═════ Listed entries

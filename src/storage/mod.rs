//! Storage primitives: the append-only value log and the offset index that
//! locates records inside it.

pub mod offset_index;
pub mod value_log;

pub use offset_index::{OffsetIndex, decode_i64_key, encode_i64_key, encode_str_key, encode_u64_key};
pub use value_log::ValueLog;
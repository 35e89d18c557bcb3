//! # xiphos
//!
//! A segmented, inverted-index search and storage engine.
//!
//! Documents with typed fields are appended to a resident segment; when the
//! segment fills up or the index closes, it is sealed into an immutable,
//! memory-mapped on-disk form. Queries are boolean term trees combined with
//! numeric window filters, evaluated per segment over doc-id bitmaps, with
//! soft deletes applied through an index-level tombstone set.
//!
//! ## Example
//!
//! ```no_run
//! use std::sync::Arc;
//!
//! use xiphos::analysis::SimpleTokenizer;
//! use xiphos::config::IndexConfig;
//! use xiphos::document::Document;
//! use xiphos::engine::Engine;
//! use xiphos::query::TermQuery;
//! use xiphos::schema::{FieldKind, FieldSpec};
//!
//! # fn main() -> xiphos::error::Result<()> {
//! let engine = Engine::new(
//!     IndexConfig::new("./data"),
//!     Arc::new(SimpleTokenizer::new()),
//! )?;
//!
//! engine.create_index(
//!     "people",
//!     vec![
//!         FieldSpec::new("id", FieldKind::PrimaryKey),
//!         FieldSpec::new("name", FieldKind::ExactText),
//!         FieldSpec::new("age", FieldKind::Integer),
//!     ],
//! )?;
//!
//! let doc = Document::new("a")
//!     .with_field("name", "alice")
//!     .with_field("age", "30");
//! engine.add_document("people", &doc)?;
//!
//! let hits = engine.search("people", &TermQuery::keyword("name", "alice"), &[])?;
//! assert_eq!(hits.len(), 1);
//! # Ok(())
//! # }
//! ```

pub mod analysis;
pub mod config;
pub mod document;
pub mod engine;
pub mod error;
pub mod index;
pub mod query;
pub mod schema;
pub mod segment;
pub mod storage;
pub mod util;

pub use analysis::{SimpleTokenizer, Tokenizer};
pub use config::IndexConfig;
pub use document::Document;
pub use engine::Engine;
pub use error::{Result, XiphosError};
pub use index::Index;
pub use query::{Filter, FilterKind, TermQuery};
pub use schema::{FieldKind, FieldSpec};

/// Version information.
pub const VERSION: &str = env!("CARGO_PKG_VERSION");
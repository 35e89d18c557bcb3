//! Boolean term queries and numeric filters.

use serde::{Deserialize, Serialize};

use crate::schema::FieldKind;

/// A single field/term match.
#[derive(Debug, Clone, PartialEq, Eq, Serialize, Deserialize)]
pub struct Keyword {
    /// Field to match in.
    pub field: String,
    /// Term to match.
    pub word: String,
}

/// A boolean query tree.
///
/// Exactly one of the three members is populated: `keyword` for a leaf,
/// `must` for AND semantics, `should` for OR semantics. The distinguished
/// empty query (all three unset) means "no keyword constraint" at the top
/// level of a search; inside a tree it evaluates to the empty set.
#[derive(Debug, Clone, Default, PartialEq, Serialize, Deserialize)]
pub struct TermQuery {
    /// Leaf match.
    pub keyword: Option<Keyword>,
    /// Subqueries that must all match.
    pub must: Vec<TermQuery>,
    /// Subqueries of which at least one must match.
    pub should: Vec<TermQuery>,
}

impl TermQuery {
    /// Create a leaf query matching one term in one field.
    pub fn keyword<F: Into<String>, W: Into<String>>(field: F, word: W) -> Self {
        TermQuery {
            keyword: Some(Keyword {
                field: field.into(),
                word: word.into(),
            }),
            ..TermQuery::default()
        }
    }

    /// The distinguished empty query.
    pub fn empty() -> Self {
        TermQuery::default()
    }

    /// Check whether this query carries no constraint.
    pub fn is_empty(&self) -> bool {
        self.keyword.is_none() && self.must.is_empty() && self.should.is_empty()
    }

    /// Combine this query with others under AND semantics.
    ///
    /// Empty operands are dropped; combining with nothing returns the query
    /// unchanged.
    pub fn and<I: IntoIterator<Item = TermQuery>>(self, others: I) -> Self {
        let mut clauses = Vec::new();
        if !self.is_empty() {
            clauses.push(self);
        }
        clauses.extend(others.into_iter().filter(|q| !q.is_empty()));
        if clauses.len() > 1 {
            return TermQuery {
                must: clauses,
                ..TermQuery::default()
            };
        }
        clauses.pop().unwrap_or_default()
    }

    /// Combine this query with others under OR semantics.
    pub fn or<I: IntoIterator<Item = TermQuery>>(self, others: I) -> Self {
        let mut clauses = Vec::new();
        if !self.is_empty() {
            clauses.push(self);
        }
        clauses.extend(others.into_iter().filter(|q| !q.is_empty()));
        if clauses.len() > 1 {
            return TermQuery {
                should: clauses,
                ..TermQuery::default()
            };
        }
        clauses.pop().unwrap_or_default()
    }
}

/// Upper bound used for open-ended `Over` filter windows.
pub const MAX_FILTER_BOUND: i64 = 0xFF_FFFF_FFFF;

/// Seconds spanned by one day minus one second; widens date equality
/// filters to day granularity.
const DAY_WIDENING_SECONDS: i64 = 86_399;

/// The comparison a numeric filter applies.
#[derive(Debug, Clone, Copy, PartialEq, Eq, Serialize, Deserialize)]
pub enum FilterKind {
    /// Equal to `start` (widened to the whole day for date fields).
    Eq,
    /// Between `start` and `end`, inclusive.
    Range,
    /// Between zero and `start`, inclusive.
    Less,
    /// At least `start`.
    Over,
}

/// A numeric window filter on one field.
///
/// Filters are ANDed with each other and with the keyword query result.
#[derive(Debug, Clone, PartialEq, Eq, Serialize, Deserialize)]
pub struct Filter {
    /// Field the window applies to.
    pub field: String,
    /// Comparison kind.
    pub kind: FilterKind,
    /// Lower operand.
    pub start: i64,
    /// Upper operand; only meaningful for `Range`.
    pub end: i64,
}

impl Filter {
    /// Equality filter.
    pub fn eq<F: Into<String>>(field: F, value: i64) -> Self {
        Filter {
            field: field.into(),
            kind: FilterKind::Eq,
            start: value,
            end: 0,
        }
    }

    /// Inclusive range filter.
    pub fn range<F: Into<String>>(field: F, start: i64, end: i64) -> Self {
        Filter {
            field: field.into(),
            kind: FilterKind::Range,
            start,
            end,
        }
    }

    /// Filter accepting values in `[0, bound]`.
    pub fn less<F: Into<String>>(field: F, bound: i64) -> Self {
        Filter {
            field: field.into(),
            kind: FilterKind::Less,
            start: bound,
            end: 0,
        }
    }

    /// Filter accepting values of at least `bound`.
    pub fn over<F: Into<String>>(field: F, bound: i64) -> Self {
        Filter {
            field: field.into(),
            kind: FilterKind::Over,
            start: bound,
            end: 0,
        }
    }

    /// Resolve the filter into an inclusive `[min, max]` window for the
    /// given field kind.
    pub fn window(&self, field_kind: FieldKind) -> (i64, i64) {
        match self.kind {
            FilterKind::Eq => {
                if field_kind == FieldKind::Date {
                    (self.start, self.start + DAY_WIDENING_SECONDS)
                } else {
                    (self.start, self.start)
                }
            }
            FilterKind::Range => (self.start, self.end),
            FilterKind::Less => (0, self.start),
            FilterKind::Over => (self.start, MAX_FILTER_BOUND),
        }
    }
}

#[cfg(test)]
mod tests {
    use super::*;

    #[test]
    fn test_empty_query() {
        assert!(TermQuery::empty().is_empty());
        assert!(!TermQuery::keyword("name", "alice").is_empty());
    }

    #[test]
    fn test_and_skips_empty_operands() {
        let q = TermQuery::keyword("name", "alice").and([TermQuery::empty()]);
        // A single surviving clause collapses to itself.
        assert_eq!(q, TermQuery::keyword("name", "alice"));

        let q = TermQuery::keyword("name", "alice")
            .and([TermQuery::keyword("city", "rome"), TermQuery::empty()]);
        assert_eq!(q.must.len(), 2);
        assert!(q.keyword.is_none());
    }

    #[test]
    fn test_or_builds_should_tree() {
        let q = TermQuery::keyword("name", "alice").or([TermQuery::keyword("name", "bob")]);
        assert_eq!(q.should.len(), 2);
    }

    #[test]
    fn test_filter_windows() {
        assert_eq!(
            Filter::eq("age", 30).window(FieldKind::Integer),
            (30, 30)
        );
        assert_eq!(
            Filter::eq("day", 1_000_000).window(FieldKind::Date),
            (1_000_000, 1_086_399)
        );
        assert_eq!(
            Filter::range("age", 10, 20).window(FieldKind::Integer),
            (10, 20)
        );
        assert_eq!(Filter::less("age", 18).window(FieldKind::Integer), (0, 18));
        assert_eq!(
            Filter::over("age", 65).window(FieldKind::Integer),
            (65, MAX_FILTER_BOUND)
        );
    }
}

══════════

Where does the word "Serialize" occur in the records? Return every line that holds it.

use serde::{Deserialize, Serialize};
#[derive(Debug, Clone, PartialEq, Eq, Serialize, Deserialize)]
#[derive(Debug, Clone, Default, PartialEq, Serialize, Deserialize)]
#[derive(Debug, Clone, Copy, PartialEq, Eq, Serialize, Deserialize)]
#[derive(Debug, Clone, PartialEq, Eq, Serialize, Deserialize)]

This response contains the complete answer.